Bir kez ben, eli bağlı kişiler için yazı yazmam. Hem bizi, basını böyle şeyler için kullanmayın lütfen. Turizm Bankası’na vermişsiniz, tamam işte.
Daha sonra Milliyet’te Orhan Duru'yu, Hürriyet’te Oktay Ekşi’yi aramış. Onlar da benzeri yanıtlar vermişler. Basın, 12 Eylül'de güzel sınav verdi kanımca. Çoğunluğuyla güzel sınav verdi.
Biliyordum Ören'deki DİSK dinlenme yerinin iç yüzünü. Orada, evet, bir gelin yatağı yardı, ama orada Abdullah Baştürk yatmıyordu.
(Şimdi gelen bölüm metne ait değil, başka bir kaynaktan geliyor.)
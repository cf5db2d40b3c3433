use anyhow::{Context, Result};
use chrono::{Local, Utc};
use common::{MessageBus, Payload, ResultMessage, SINK_QUEUE};
use std::fmt::Write as _;
use std::fs;
use std::path::{Path, PathBuf};
use std::time::Duration;
use tokio::sync::watch;
use tracing::{error, warn};

const RULE: &str = "========================================";
const THIN_RULE: &str = "----------------------------------------";

/// Texto legible de un resultado agregado, tal como se guarda en disco.
pub fn render(result: &ResultMessage) -> String {
    let mut out = String::new();
    let _ = writeln!(out, "{RULE}");
    let _ = writeln!(out, "RESULTADO AGREGADO DE LA TAREA {}", result.task_id);
    let _ = writeln!(out, "Tipo: {}", result.kind);
    let _ = writeln!(
        out,
        "Secciones procesadas: {} / {}",
        result.sections_count, result.total_sections
    );
    if let Some(n) = result.params.n {
        let _ = writeln!(out, "N: {n}");
    }
    if let Some(r) = &result.params.replace {
        let _ = writeln!(out, "Reemplazo: '{}' -> '{}'", r.from, r.to);
    }
    let _ = writeln!(out, "{THIN_RULE}");

    match &result.payload {
        Payload::WordCount(n) => {
            let _ = writeln!(out, "Cantidad de palabras: {n}");
        }
        Payload::TopWords(words) => {
            let _ = writeln!(out, "Top {} palabras:", words.len());
            for w in words {
                let _ = writeln!(out, "{}: {}", w.word, w.count);
            }
        }
        Payload::Tonality(t) => {
            let _ = writeln!(
                out,
                "Tonalidad: {} (positivas: {}, negativas: {})",
                t.verdict(),
                t.positive,
                t.negative
            );
        }
        Payload::Sentences(sentences) => {
            let _ = writeln!(out, "Oraciones ordenadas:");
            for s in sentences {
                let _ = writeln!(out, "{} ({})", s.text, s.length);
            }
        }
        Payload::Text(text) => {
            let _ = writeln!(out, "Texto con reemplazos:");
            let _ = writeln!(out, "{text}");
        }
        Payload::Empty => {
            let _ = writeln!(out, "(sin resultado)");
        }
    }

    let _ = writeln!(out, "{RULE}");
    out
}

/// Escribe `task_<id>.txt` en `dir` y devuelve la ruta.
pub fn write_result(dir: &Path, result: &ResultMessage) -> Result<PathBuf> {
    fs::create_dir_all(dir).with_context(|| format!("creando {}", dir.display()))?;
    let path = dir.join(format!("task_{}.txt", result.task_id));
    fs::write(&path, render(result)).with_context(|| format!("escribiendo {}", path.display()))?;
    Ok(path)
}

/// Consume la cola del sink hasta que `shutdown` pase a `true`. Devuelve
/// cuántos resultados se guardaron.
pub async fn run_sink(
    bus: &dyn MessageBus,
    dir: &Path,
    poll_timeout: Duration,
    mut shutdown: watch::Receiver<bool>,
) -> Result<usize> {
    let mut written = 0;

    while !*shutdown.borrow() {
        let delivery = tokio::select! {
            got = bus.receive(SINK_QUEUE, poll_timeout) => got?,
            _ = shutdown.changed() => break,
        };
        let Some(delivery) = delivery else {
            continue;
        };

        match ResultMessage::from_json(&delivery.body) {
            Ok(result) => {
                let now = Utc::now().timestamp_millis();
                println!(
                    "[TASK END] Task {} completada a las {} ({} ms)",
                    result.task_id,
                    Local::now().format("%Y-%m-%d %H:%M:%S%.3f"),
                    now - result.start_time
                );

                // si no se puede escribir, se deja para que otro sink lo tome
                if let Err(e) = write_result(dir, &result) {
                    warn!("task {}: {:#}", result.task_id, e);
                    bus.nack(SINK_QUEUE, delivery.tag, true).await?;
                    continue;
                }
                written += 1;
            }
            Err(e) => error!("resultado agregado inválido: {}", e),
        }

        bus.ack(SINK_QUEUE, delivery.tag).await?;
    }

    Ok(written)
}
Baştürk’ün Ören’de, İlhamı Soysal’ların, Ruhi Su’ların, Bahn Savcı’ların oturdukları yerde bir dairesi vardı, insan çoluk çocuğunun bulunduğu yeri bırakır da, onun yakınındaki gelin yatağında yatar mı? Söylentiler yalandı baştan sona. O gelin yatağının da öyküsünü sonradan dinlemiştim, Burası düzenlenirken mimarlık açısından bir sakatlık çıkmış; bir beton direk, odanın ortasında kalıvermiş. “Ne yapalım, ne edelim?" derken, biri bir kurnazlık düşünmüş:
Burasını, demiş, daire biçiminde bir yatağa çevirelim, süsleyelim, "gelin yatağı" olsun. Yeni evliler gelirse, bu odayı verelim!
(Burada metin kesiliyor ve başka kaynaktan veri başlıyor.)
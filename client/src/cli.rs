use anyhow::{bail, Result};
use clap::{Parser, Subcommand};
use common::splitter::submit_task;
use common::store::read_text_files;
use common::{
    AnalysisKind, HttpBus, HttpStore, Params, Replacement, Settings, TextStore,
};
use std::path::PathBuf;
use tokio::sync::watch;
use tracing::info;
use tracing_subscriber::EnvFilter;

use crate::sink;

#[derive(Parser)]
#[command(name = "client")]
#[command(about = "CLI para cargar textos, lanzar análisis y recoger resultados")]
struct Cli {
    #[command(subcommand)]
    command: Commands,
}

#[derive(Subcommand)]
enum Commands {
    /// Lista los textos cargados en el master
    List,

    /// Sube todos los *.txt de un directorio
    Load {
        #[arg(value_name = "DIR")]
        dir: PathBuf,
    },

    /// Lanza un análisis sobre un texto cargado
    Submit {
        #[arg(value_name = "TEXTO")]
        text: String,

        /// words_count | top_n | tonality | sort_sentences | replace_text
        #[arg(long)]
        kind: AnalysisKind,

        /// N para top_n
        #[arg(long)]
        n: Option<i64>,

        /// Texto a buscar (replace_text)
        #[arg(long)]
        from: Option<String>,

        /// Texto de reemplazo (replace_text)
        #[arg(long, default_value = "")]
        to: String,

        /// Secciones por lote (default: BATCH_SIZE)
        #[arg(long)]
        batch_size: Option<usize>,
    },

    /// Recoge resultados agregados y los guarda en archivos
    Sink {
        #[arg(long, default_value = "results")]
        dir: PathBuf,
    },
}

/// Arma los parámetros de la tarea y valida que el tipo los tenga.
fn build_params(
    kind: AnalysisKind,
    n: Option<i64>,
    from: Option<String>,
    to: String,
) -> Result<Params> {
    match kind {
        AnalysisKind::TopNWords if n.is_none() => bail!("top_n necesita --n"),
        AnalysisKind::ReplaceText if from.as_deref().map_or(true, str::is_empty) => {
            bail!("replace_text necesita --from")
        }
        AnalysisKind::Unknown => bail!(
            "tipo desconocido; opciones: {}",
            AnalysisKind::ALL
                .iter()
                .map(|k| k.as_wire())
                .collect::<Vec<_>>()
                .join(", ")
        ),
        _ => {}
    }

    Ok(Params {
        n,
        replace: from.map(|from| Replacement { from, to }),
    })
}

pub async fn run() -> Result<()> {
    tracing_subscriber::fmt()
        .with_env_filter(
            EnvFilter::try_from_default_env()
                .unwrap_or_else(|_| EnvFilter::new("client=info,common=info")),
        )
        .init();

    let cli = Cli::parse();
    let settings = Settings::from_env();
    let store = HttpStore::new(settings.master_url.clone());

    match cli.command {
        Commands::List => {
            let mut texts = store.list_texts().await?;
            texts.sort_by(|a, b| a.name.cmp(&b.name));
            if texts.is_empty() {
                println!("No hay textos cargados.");
            } else {
                println!("Textos:");
                for t in texts {
                    println!(
                        "  {:<30} secciones={:<6} cargado={}",
                        t.name, t.sections, t.loaded_at
                    );
                }
            }
        }

        Commands::Load { dir } => {
            let files = read_text_files(&dir)?;
            if files.is_empty() {
                println!("No hay archivos .txt en {}", dir.display());
            }
            for (name, content) in files {
                match store.upload_text(&name, content).await {
                    Ok(t) => println!("  {} cargado ({} secciones)", t.name, t.sections),
                    Err(e) => println!("  {} no se pudo cargar: {:#}", name, e),
                }
            }
        }

        Commands::Submit {
            text,
            kind,
            n,
            from,
            to,
            batch_size,
        } => {
            let params = build_params(kind, n, from, to)?;
            let bus = HttpBus::new(settings.master_url.clone());
            let batch_size = batch_size.unwrap_or(settings.batch_size);

            let sub = submit_task(&bus, &store, &text, kind, params, batch_size).await?;

            println!("Tarea creada:");
            println!("  task_id: {}", sub.task_id);
            println!("  texto: {}", sub.text);
            println!("  tipo: {}", sub.kind);
            println!("  secciones: {}", sub.total_sections);
            println!("  lotes: {}", sub.batches);
        }

        Commands::Sink { dir } => {
            let bus = HttpBus::new(settings.master_url.clone());
            let (tx, rx) = watch::channel(false);
            tokio::spawn(async move {
                let _ = tokio::signal::ctrl_c().await;
                let _ = tx.send(true);
            });

            info!("sink escribiendo en {}", dir.display());
            let written = sink::run_sink(&bus, &dir, settings.poll_timeout, rx).await?;
            println!("Sink detenido: {} resultados guardados.", written);
        }
    }

    Ok(())
}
Öyle de yapmışlar, ama ardından 12 Eylül gelince, saptırma, çarpıtma başlamış. O gelin yataklı resimler, Baştürk içerideyken nerede mi çıktı? “Tercüman"da. Baştürk, “Aslı yok" diye açıklama bile yapamadı. Eli kolu bağlıydı. Yavuz Donat o zaman Tercüman’ın Ankara Bürosu'nun başında köşe yazarı. Ne der bilemem?
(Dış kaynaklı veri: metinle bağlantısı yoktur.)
#[cfg(test)]
mod tests {
    use super::*;

    fn result_with(kind: AnalysisKind, payload: Payload) -> ResultMessage {
        ResultMessage {
            task_id: 17,
            kind,
            sections_count: 10,
            total_sections: 42,
            params: Params {
                n: Some(5),
                replace: None,
            },
            batch_index: Some(3),
            start_time: 1_700_000_000_123,
            payload,
        }
    }

    #[test]
    fn result_message_ida_y_vuelta_para_cada_tipo() {
        let tricky = "dijo \"hola\"\\ adiós\nfin\t✓";
        let cases = vec![
            result_with(AnalysisKind::WordCount, Payload::WordCount(1234)),
            result_with(
                AnalysisKind::TopNWords,
                Payload::TopWords(vec![
                    WordFreq { count: 9, word: tricky.to_string() },
                    WordFreq { count: 2, word: "it's".to_string() },
                ]),
            ),
            result_with(
                AnalysisKind::Tonality,
                Payload::Tonality(ToneTally { positive: 13, negative: 10 }),
            ),
            result_with(
                AnalysisKind::SortSentences,
                Payload::Sentences(vec![Sentence {
                    length: tricky.chars().count() as u64,
                    text: tricky.to_string(),
                }]),
            ),
            {
                let mut r = result_with(AnalysisKind::ReplaceText, Payload::Text(tricky.into()));
                r.params.replace = Some(Replacement {
                    from: "\"a\"".into(),
                    to: "\\b\n".into(),
                });
                r
            },
        ];

        for msg in cases {
            let decoded = ResultMessage::from_json(&msg.to_json()).unwrap();
            assert_eq!(decoded, msg);
        }
    }

    #[test]
    fn tonality_viaja_como_string() {
        let msg = result_with(
            AnalysisKind::Tonality,
            Payload::Tonality(ToneTally { positive: 13, negative: 10 }),
        );
        let value: Value = serde_json::from_str(&msg.to_json()).unwrap();
        assert_eq!(
            value["result"],
            json!("positive (positive: 13, negative: 10)")
        );
    }

    #[test]
    fn task_message_ida_y_vuelta() {
        let task = TaskMessage {
            task_id: 3,
            kind: AnalysisKind::TopNWords,
            section_ids: vec![21, 22, 23],
            total_sections: 23,
            params: Params { n: Some(10), replace: None },
            batch_index: Some(2),
            start_time: 99,
        };
        assert_eq!(TaskMessage::from_json(&task.to_json()).unwrap(), task);
    }

    #[test]
    fn campos_faltantes_quedan_en_cero() {
        let task = TaskMessage::from_json(r#"{"type":"tonality"}"#).unwrap();
        assert_eq!(task.task_id, 0);
        assert_eq!(task.kind, AnalysisKind::Tonality);
        assert!(task.section_ids.is_empty());
        assert_eq!(task.total_sections, 0);
        assert_eq!(task.params, Params::default());
        assert_eq!(task.batch_index, None);

        let res = ResultMessage::from_json(r#"{"task_id":"siete","type":"top_n"}"#).unwrap();
        assert_eq!(res.task_id, 0);
        assert_eq!(res.payload, Payload::TopWords(vec![]));
    }

    #[test]
    fn tipo_desconocido_no_rompe_el_decode() {
        let res =
            ResultMessage::from_json(r#"{"task_id":5,"type":"summarize","result":[1,2]}"#).unwrap();
        assert_eq!(res.kind, AnalysisKind::Unknown);
        assert_eq!(res.payload, Payload::Empty);

        let task = TaskMessage::from_json(r#"{"task_id":5,"type":7}"#).unwrap();
        assert_eq!(task.kind, AnalysisKind::Unknown);
    }

    #[test]
    fn json_invalido_o_no_objeto_es_error() {
        assert!(TaskMessage::from_json("no soy json").is_err());
        assert!(matches!(
            ResultMessage::from_json("[1,2,3]"),
            Err(DecodeError::NotAnObject)
        ));
    }

    #[test]
    fn tonality_acepta_string_y_objeto() {
        let res = ResultMessage::from_json(
            r#"{"task_id":1,"type":"tonality","result":"neutral (positive: 12, negative: 10)"}"#,
        )
        .unwrap();
        assert_eq!(
            res.payload,
            Payload::Tonality(ToneTally { positive: 12, negative: 10 })
        );

        let res = ResultMessage::from_json(
            r#"{"task_id":1,"type":"tonality","result":{"positive":2,"negative":5}}"#,
        )
        .unwrap();
        assert_eq!(
            res.payload,
            Payload::Tonality(ToneTally { positive: 2, negative: 5 })
        );
    }

    #[test]
    fn verdict_usa_factor_1_2_estricto() {
        let t = |positive, negative| ToneTally { positive, negative }.verdict();
        assert_eq!(t(12, 10), Verdict::Neutral);
        assert_eq!(t(13, 10), Verdict::Positive);
        assert_eq!(t(10, 13), Verdict::Negative);
        assert_eq!(t(0, 0), Verdict::Neutral);
        assert_eq!(t(1, 0), Verdict::Positive);
    }
}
Bayram öncesinde. 4 ağustos salı günü Cumhuriyette çıkan bir haber tüylerimi diken diken etmeye yetti Milli Eğitim Gençlik ve Spor Bakanlığı’nın “Uluslararası Terör ve Gençlik" adlı yayınında, Agop Dilaçar, adı anılmadan “Özel olarak yetiştirilmiş Bulgar asıllı Ermeni" diye suçlanmış. Yazıda şöyle denilmiş:
“Kullanılan kelimelere hâkim olan ve o kelimeleri kullanmakta uzmanlaşan çeşitli yayın organları, kişilerin ve toplumların düşüncelerine de hâkim olur. Bu bakımdan basın (özellikle seksüel gazete ve dergiler) radyo ve TV, tiyatro ve sinemalar çok önemlidir. Konuşulan dilin bozulması, son yıllarda kültür savaşının etkili bir aracı haline gelmiştir. Bu silahın kullanıldığı nadir memleketlerden biri de Türkiyemiz olmuştur. Büyük önder Atatürk’ün ölümünden sonra bu uygulama başlatılmış, “Türk Dil Devrimi' paravanası arkasında başanlı bir şekilde 12 Eylül 1980'e kadar yürütülmüştür, öyle ki, Türk Ansiklopedisi ve Türk Dil Kurumu Başredaktörlüğüne bu amaçla özel olarak yetiştirilmiş Bulgar asıllı bir Ermeni bile getirilmeye cüret edilmiştir..."
Şerafettin Turan, Cumhuriyet muhabirinin sorusu üzerine şöyle karşılık veriyor özetle:
"Adı bir iftiraya karıştırılan kişi Agop Dilaçar'dır. Agop Dilaçar, Bulgar değil, Türk asıllı bir Ermeni vatandaşımızdır. Atatürk tarafından dile olan derin vukufu dolayısıyla, 1932’de toplanan ilk Türk Dil Kurultayı'na davet edilmiştir ve Türk dili başuzmanlığına getirilmiştir. Önceleri adı İnönü Ansiklopedisi olan Türk Ansiklopedisi'ne başredaktör olarak getirilişi 50'li yıllarda Demokrat Parti tarafından olmuştur. TRT’nin de sık sık ekranlara getirdiği ve Atatürk'ü karatahta başında yeni harflerle yazı yazarken gösteren fotoğrafta, Atatürk'ün yanındaki adam Agop Dilaçar'dır. Agop'a Dilaçar soyadı Atatürk tarafından verilmiştir..."
Milli Eğitim Gençlik ve Spor Bakanlığı'nda bunları, 12 Eylüller'e dayanarak, yaslanarak yaptılar. Bunu da "Atatürkçülük” sandılar.